Mid-Canada Transload Service operates two grain elevators along five kilometres of private track alongside Highway 75 and CN’s Letellier subdivision, just south of Letellier, Man., in the rural municipality of Montcalm.
Mid-Canada ships oats, flax, soybeans and other commodities around the world, allowing smaller customers to access Atlantic, Pacific and Gulf of Mexico seaports via Burlington Northern Santa Fe’s U.S. rail network and Canadian National rail lines on this side of the U.S. border.
One week before the 2023 provincial election, Manitoba’s then Progressive Conservative government provided an $18-million grant to buy land and conduct studies for a separate rail port 70 kilometres to the north, in the RM of Ritchot.
This proposed development is the brainchild of JohnQ Public, a corporation owned by 11 Manitoba municipalities.
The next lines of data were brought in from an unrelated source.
use anyhow::{Context, Result, anyhow};
use directories::ProjectDirs;
use serde::{Deserialize, Serialize};
use std::{fs, path::Path, path::PathBuf, time::Duration};

use crate::provider::CheckWxProvider;

/// Environment variable that overrides the stored API key.
pub const API_KEY_ENV: &str = "WEATHER_API_KEY";

/// Pause before each message is sent, unless configured otherwise.
pub const DEFAULT_SEND_DELAY_MS: u64 = 1000;

/// Top-level configuration stored on disk.
///
/// Example TOML:
/// ```toml
/// api_key = "..."
/// send_delay_ms = 1000
/// ```
#[derive(Debug, Clone, Serialize, Deserialize, Default, PartialEq, Eq)]
pub struct Config {
    /// CheckWX API key.
    pub api_key: Option<String>,

    /// Override for the provider endpoint, mostly useful for testing.
    pub base_url: Option<String>,

    pub send_delay_ms: Option<u64>,
}

impl Config {
    /// Load config from disk, or return an empty default if it doesn't exist yet.
    pub fn load() -> Result<Self> {
        let path = Self::config_file_path()?;
        Self::load_from(&path)
    }

    pub fn load_from(path: &Path) -> Result<Self> {
        if !path.exists() {
            // First run: no config file, return empty.
            return Ok(Self::default());
        }

        let contents = fs::read_to_string(path)
            .with_context(|| format!("Failed to read config file: {}", path.display()))?;

        let cfg: Config = toml::from_str(&contents)
            .with_context(|| format!("Failed to parse config file: {}", path.display()))?;

        Ok(cfg)
    }

    /// Save config to disk, creating parent directories as needed.
    pub fn save(&self) -> Result<()> {
        let path = Self::config_file_path()?;
        self.save_to(&path)
    }

    pub fn save_to(&self, path: &Path) -> Result<()> {
        if let Some(parent) = path.parent() {
            fs::create_dir_all(parent).with_context(|| {
                format!("Failed to create config directory: {}", parent.display())
            })?;
        }

        let toml =
            toml::to_string_pretty(self).context("Failed to serialize configuration to TOML")?;

        fs::write(path, toml)
            .with_context(|| format!("Failed to write config file: {}", path.display()))?;

        Ok(())
    }

    /// Path to the config file.
    pub fn config_file_path() -> Result<PathBuf> {
        let dirs = ProjectDirs::from("dev", "metar-bot", "metar-cli")
            .ok_or_else(|| anyhow!("Could not determine platform config directory"))?;

        Ok(dirs.config_dir().join("config.toml"))
    }

    pub fn set_api_key(&mut self, api_key: String) {
        self.api_key = Some(api_key);
    }

    /// API key from the environment if set, otherwise from the file.
    pub fn resolve_api_key(&self) -> Result<String> {
        Self::pick_api_key(std::env::var(API_KEY_ENV).ok(), self.api_key.as_deref())
    }

    fn pick_api_key(from_env: Option<String>, stored: Option<&str>) -> Result<String> {
        from_env
            .filter(|k| !k.trim().is_empty())
            .or_else(|| stored.map(str::to_owned))
            .ok_or_else(|| {
                anyhow!(
                    "No API key configured.\n\
                     Hint: set {API_KEY_ENV} or run `metar configure` and enter your CheckWX key."
                )
            })
    }

    pub fn send_delay(&self) -> Duration {
        Duration::from_millis(self.send_delay_ms.unwrap_or(DEFAULT_SEND_DELAY_MS))
    }

    /// Build the provider client described by this config.
    pub fn provider(&self) -> Result<CheckWxProvider> {
        let api_key = self.resolve_api_key()?;

        Ok(match &self.base_url {
            Some(url) => CheckWxProvider::with_base_url(api_key, url.clone()),
            None => CheckWxProvider::new(api_key),
        })
    }
}
//! Integration tests for CheckWxProvider using wiremock.

use chrono::NaiveDateTime;
use metar_core::{
    CheckWxProvider, Icao, MetarProvider, WeatherError, fetch_report, parse,
    report::assemble_at,
};
use wiremock::matchers::{method, path, query_param};
use wiremock::{Mock, MockServer, ResponseTemplate};

fn heathrow() -> serde_json::Value {
    serde_json::json!({
        "icao": "EGLL",
        "station": { "location": "London, England", "name": "London Heathrow Airport" },
        "elevation": { "feet": 83, "meters": 25 },
        "observed": "2023-05-14T11:50:00",
        "wind": { "degrees": 240, "speed_kts": 12, "speed_mps": 6 },
        "visibility": { "miles": "10", "meters": "16,093" },
        "ceiling": { "code": "BKN", "text": "Broken", "base_feet_agl": 2500, "base_meters_agl": 762, "feet": 2500, "meters": 762 },
        "clouds": [
            { "code": "FEW", "text": "Few", "base_feet_agl": 1500, "base_meters_agl": 457, "feet": 1500, "meters": 457 },
            { "code": "BKN", "text": "Broken", "base_feet_agl": 2500, "base_meters_agl": 762, "feet": 2500, "meters": 762 }
        ],
        "temperature": { "celsius": 18, "fahrenheit": 64 },
        "dewpoint": { "celsius": 9, "fahrenheit": 48 },
        "barometer": { "hg": 29.97, "hpa": 1015, "kpa": 101.5, "mb": 1015 },
        "raw_text": "EGLL 141150Z AUTO 24012KT 9999 FEW015 BKN025 18/09 Q1015 NOSIG"
    })
}

fn noon() -> NaiveDateTime {
    NaiveDateTime::parse_from_str("2023-05-14T12:00:00", "%Y-%m-%dT%H:%M:%S").unwrap()
}

#[tokio::test]
async fn test_decoded_success() {
    let mock_server = MockServer::start().await;

    Mock::given(method("GET"))
        .and(path("/metar/EGLL/decoded"))
        .and(query_param("x-api-key", "KEY"))
        .respond_with(ResponseTemplate::new(200).set_body_json(serde_json::json!({
            "results": 1,
            "data": [heathrow()]
        })))
        .mount(&mock_server)
        .await;

    let provider = CheckWxProvider::with_base_url("KEY".into(), mock_server.uri());
    let icao = Icao::try_from("egll").unwrap();

    let envelope = provider.decoded(&icao).await.unwrap();
    let observation = parse(envelope).unwrap();
    let report = assemble_at(&observation, noon()).unwrap();

    assert_eq!(report.title, "Current weather at London Heathrow Airport");
    assert_eq!(
        report.titles(),
        [
            "Location",
            "Observed at",
            "Wind",
            "Visibility",
            "Ceiling",
            "Clouds",
            "Temperature",
            "Barometer",
            "Report info",
        ]
    );
    assert_eq!(
        report.section("Location").unwrap().body,
        "Location: London, England\nElevation: 83 ft [25 m]"
    );
    assert_eq!(
        report.section("Observed at").unwrap().body,
        "2023-05-14T11:50:00 [10 m, 0 s back]"
    );
    assert_eq!(
        report.section("Visibility").unwrap().body,
        "10 miles [16,093 m]"
    );
    assert_eq!(report.section("Ceiling").unwrap().body, "Broken at 2500 ft [762 m]");
    assert_eq!(
        report.section("Clouds").unwrap().body,
        "Few at 1500 ft [457 m]\nBroken at 2500 ft [762 m]"
    );
    assert_eq!(
        report.section("Temperature").unwrap().body,
        "Temperature 18℃, dewpoint 9℃"
    );
    assert_eq!(report.section("Barometer").unwrap().body, "29.97 inHg [1015 hPa]");
    assert_eq!(report.section("Report info").unwrap().body, "Fully Automated Report");
    assert_eq!(
        report.footer.as_deref(),
        Some("No significant change is expected to reported conditions within the next 2 hours")
    );
}

#[tokio::test]
async fn test_decoded_empty_is_no_data() {
    let mock_server = MockServer::start().await;

    Mock::given(method("GET"))
        .and(path("/metar/ZZZZ/decoded"))
        .respond_with(ResponseTemplate::new(200).set_body_json(serde_json::json!({
            "results": 0,
            "data": []
        })))
        .mount(&mock_server)
        .await;

    let provider = CheckWxProvider::with_base_url("KEY".into(), mock_server.uri());
    let icao = Icao::try_from("ZZZZ").unwrap();

    let err = fetch_report(&provider, &icao).await.unwrap_err();
    assert!(matches!(err, WeatherError::NoData));
    assert_eq!(err.to_string(), "server has not returned any data");
}

#[tokio::test]
async fn test_decoded_http_error() {
    let mock_server = MockServer::start().await;

    Mock::given(method("GET"))
        .and(path("/metar/EGLL/decoded"))
        .respond_with(ResponseTemplate::new(401).set_body_string("Unauthorized"))
        .mount(&mock_server)
        .await;

    let provider = CheckWxProvider::with_base_url("BAD".into(), mock_server.uri());
    let icao = Icao::try_from("EGLL").unwrap();

    let err = provider.decoded(&icao).await.unwrap_err();
    match err {
        WeatherError::ProviderHttp { status, ref body } => {
            assert_eq!(status, 401);
            assert_eq!(body, "Unauthorized");
        }
        other => panic!("unexpected error: {other:?}"),
    }
}

#[tokio::test]
async fn test_decoded_invalid_json() {
    let mock_server = MockServer::start().await;

    Mock::given(method("GET"))
        .and(path("/metar/EGLL/decoded"))
        .respond_with(ResponseTemplate::new(200).set_body_string("not json"))
        .mount(&mock_server)
        .await;

    let provider = CheckWxProvider::with_base_url("KEY".into(), mock_server.uri());
    let icao = Icao::try_from("EGLL").unwrap();

    let err = provider.decoded(&icao).await.unwrap_err();
    assert!(matches!(err, WeatherError::Decode(_)));
}

#[tokio::test]
async fn test_unreachable_host_is_fetch_error() {
    // Nothing listens on port 9 locally.
    let provider = CheckWxProvider::with_base_url("KEY".into(), "http://127.0.0.1:9");
    let icao = Icao::try_from("EGLL").unwrap();

    let err = provider.decoded(&icao).await.unwrap_err();
    assert!(matches!(err, WeatherError::Fetch(_)));
    assert_eq!(err.to_string(), "Error: Not connected");
}

#[tokio::test]
async fn test_wrongly_typed_field_is_render_error() {
    let mock_server = MockServer::start().await;

    Mock::given(method("GET"))
        .and(path("/metar/EGLL/decoded"))
        .respond_with(ResponseTemplate::new(200).set_body_json(serde_json::json!({
            "results": 1,
            "data": [{ "icao": "EGLL", "observed": 12345, "raw_text": null }]
        })))
        .mount(&mock_server)
        .await;

    let provider = CheckWxProvider::with_base_url("KEY".into(), mock_server.uri());
    let icao = Icao::try_from("EGLL").unwrap();

    let err = fetch_report(&provider, &icao).await.unwrap_err();
    match err {
        WeatherError::Render(ref e) => assert_eq!(e.field, "observed"),
        ref other => panic!("unexpected error: {other:?}"),
    }
    assert_eq!(err.action(), "Weather rendering");
}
At the time it was issued, the province did not disclose the grant, which Mid-Canada Transload founder Real Tetrault said he only learned about from CBC News reports this spring.
"I was flabbergasted. I couldn't believe that the government of the day would put out a grant to a startup to compete against us," said Tetrault, a former banker, farmer and oat-milling company president who started up Mid-Canada with entirely private capital in 2016.
"We're enabling Manitoba products to end up in a lot of different countries around the world," he said, standing in a warehouse at his Montcalm operation earlier this month.
"We're paying taxes in the province, so why would they do something like this?"
Manitoba’s NDP government, which took power in October 2023, announced this summer it's reviewing the grant for the rail port, which JohnQ Public calls the Winnipeg Region Rail Port.
The $18-million grant allowed JohnQ to purchase land west of Highway 75 for the rail port, and to conduct engineering and environmental assessments, according to the province.
A progress report prepared by JohnQ Public for the NDP government in July 2024 stated the company was negotiating an agreement with Burlington Northern Santa Fe, also known as BNSF, to serve as an anchor tenant and rail operator at the new rail port.
JohnQ Public’s board chair and chief executive officer did not respond to CBC News requests for comment.
BNSF, which operates a rail yard along a short stretch of track in Winnipeg’s River Heights neighbourhood, has not commented on the proposal.
Tetrault said he does not understand why the company would make such a move.